The Panel finds that:

1.  It is appropriate for the Employer to measure Mr. Garnhum’s behaviour against the standard set out in the Human Rights Act, partially in light of the fact that the standard has been adopted in the Respectful Workplace Policy.

2.  The Employer has an obligation to consider and act upon any allegation of sexual harassment.

[57]        The Panel then reviewed, in great detail, the allegations made by the witnesses against the applicant.  Their factual findings are laid out in pages 75-77.  Their findings relating to the harassment issue are as follows (page 77):

The Panel finds that Mr. Garnhum has committed acts of misconduct and inappropriate behaviour amounting to sexual harassment which included both inappropriate comments of a sexual nature directed towards female employees and inappropriate attempted and actual physical contact with female employees.  This behaviour falls unacceptably below the standard of conduct required of a senior public servant.  The assertions in paragraph 5 of the termination letter have been substantiated as sexual harassment with the exception of the kiss on the side of the head and “cuddle up”.  (The latter being two allegations which had been made against Mr. Garnhum.)

[58]        With respect to the first ground for judicial review, I am satisfied that the Panel’s reasoning relevant to these issues meets the criteria of both branches of the Dunsmuir test: it is cogent and intelligible, and its conclusions fall within a reasonable range of outcomes.

2.  The Panel erred in law and exceeded its jurisdiction by considering allegations of sexual harassment under the Respectful Workplace Policy, respecting

a.  Events that were alleged to have occurred prior to the 12 month limitation period under the Respectful Workplace Policy.

b.  Events that required the Respectful Workplace Coordinator’s consent to be investigated.

[59]        In my view, this is a similar argument to that made in Ground 1.

[60]        The Panel deals with the issue of sexual harassment commencing at page 58 of the decision.  Both sexual harassment, and the Respectful Workplace Policy, were specifically noted in the dismissal letter.

[61]        The Panel notes that a Respectful Workplace Policy was put in place by the employer in October of 2008.  Pursuant to that policy, where a complaint was made by an employee, a procedure was outlined.  In this case, no such complaint was made.  Rather, the matter came to the attention of the employer, specifically DM Vanstone, through a meeting with a senior union member.

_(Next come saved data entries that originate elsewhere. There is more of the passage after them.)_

//! The search frontier: a min-queue keyed by `(priority, insertion order)`.
//!
//! Entries are stored in a min-heap; lower priorities are popped first and
//! ties are broken by insertion order (FIFO), so a run over identical
//! input replays identically.

use std::cmp::Reverse;
use std::collections::BinaryHeap;

/// An entry in the frontier.
#[derive(Debug, Clone, Copy)]
struct Entry {
    idx: usize,
    priority: i32,
    /// Monotonically increasing counter stamped on push.
    /// Lower = inserted earlier = popped first among equal priorities.
    seq: u64,
}

impl PartialEq for Entry {
    fn eq(&self, other: &Self) -> bool {
        self.priority == other.priority && self.seq == other.seq
    }
}

impl Eq for Entry {}

impl PartialOrd for Entry {
    fn partial_cmp(&self, other: &Self) -> Option<std::cmp::Ordering> {
        Some(self.cmp(other))
    }
}

impl Ord for Entry {
    fn cmp(&self, other: &Self) -> std::cmp::Ordering {
        // Wrapped in Reverse for the BinaryHeap, so this is the "natural"
        // comparison: smaller priority first, then smaller seq. The cell
        // payload never participates in ordering.
        self.priority
            .cmp(&other.priority)
            .then(self.seq.cmp(&other.seq))
    }
}

/// A min-queue of cell indices ordered by `(priority, insertion order)`.
pub struct Frontier {
    heap: BinaryHeap<Reverse<Entry>>,
    seq: u64,
}

impl Frontier {
    /// Create an empty frontier.
    pub fn new() -> Self {
        Self {
            heap: BinaryHeap::new(),
            seq: 0,
        }
    }

    /// Push a cell index at the given priority.
    pub fn push(&mut self, idx: usize, priority: i32) {
        let seq = self.seq;
        self.seq += 1;
        self.heap.push(Reverse(Entry { idx, priority, seq }));
    }

    /// Pop the index with the lowest priority (ties broken FIFO).
    pub fn pop(&mut self) -> Option<usize> {
        self.heap.pop().map(|Reverse(entry)| entry.idx)
    }

    /// Whether the frontier is empty.
    pub fn is_empty(&self) -> bool {
        self.heap.is_empty()
    }

    /// Number of entries in the frontier.
    pub fn len(&self) -> usize {
        self.heap.len()
    }
}

impl Default for Frontier {
    fn default() -> Self {
        Self::new()
    }
}

#[cfg(test)]
mod tests {
    use super::*;

    #[test]
    fn test_pops_lowest_priority() {
        let mut f = Frontier::new();
        f.push(10, 3);
        f.push(11, 1);
        f.push(12, 2);

        assert_eq!(f.pop(), Some(11));
        assert_eq!(f.pop(), Some(12));
        assert_eq!(f.pop(), Some(10));
        assert_eq!(f.pop(), None);
    }

    #[test]
    fn test_fifo_same_priority() {
        let mut f = Frontier::new();
        f.push(7, 1);
        f.push(5, 1);
        f.push(9, 1);

        assert_eq!(f.pop(), Some(7));
        assert_eq!(f.pop(), Some(5));
        assert_eq!(f.pop(), Some(9));
    }

    #[test]
    fn test_payload_does_not_order() {
        // A large index pushed early still comes out before a small index
        // pushed later at the same priority.
        let mut f = Frontier::new();
        f.push(usize::MAX - 1, 4);
        f.push(0, 4);

        assert_eq!(f.pop(), Some(usize::MAX - 1));
        assert_eq!(f.pop(), Some(0));
    }

    #[test]
    fn test_is_empty_and_len() {
        let mut f = Frontier::new();
        assert!(f.is_empty());
        assert_eq!(f.len(), 0);

        f.push(1, 1);
        assert!(!f.is_empty());
        assert_eq!(f.len(), 1);

        f.pop();
        assert!(f.is_empty());
    }
}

[62]        The applicant submits that in cases of alleged sexual harassment, where the  employer has created a Respectful Workplace Policy, that employer should be limited to the policies and procedures outlined in that policy.  This was raised with the Panel who disagreed (pages 32-33):

The province asserts that the spirit and intent of the Respectful Workplace Policy is to ensure a workplace free of harassment, but that the Policy is not all encompassing with respect to behaviour which may be unacceptable to the Employer, or the method used by the Employer to pursue concerns when they arise.  The Panel agrees.  The very nature of the circumstances sometimes at hand often mean that those affected may for a number of reasons, not pursue the process provided under the Respectful Workplace Policy.  This does not lessen in any respect the Employer’s obligation to respond and to determine the facts…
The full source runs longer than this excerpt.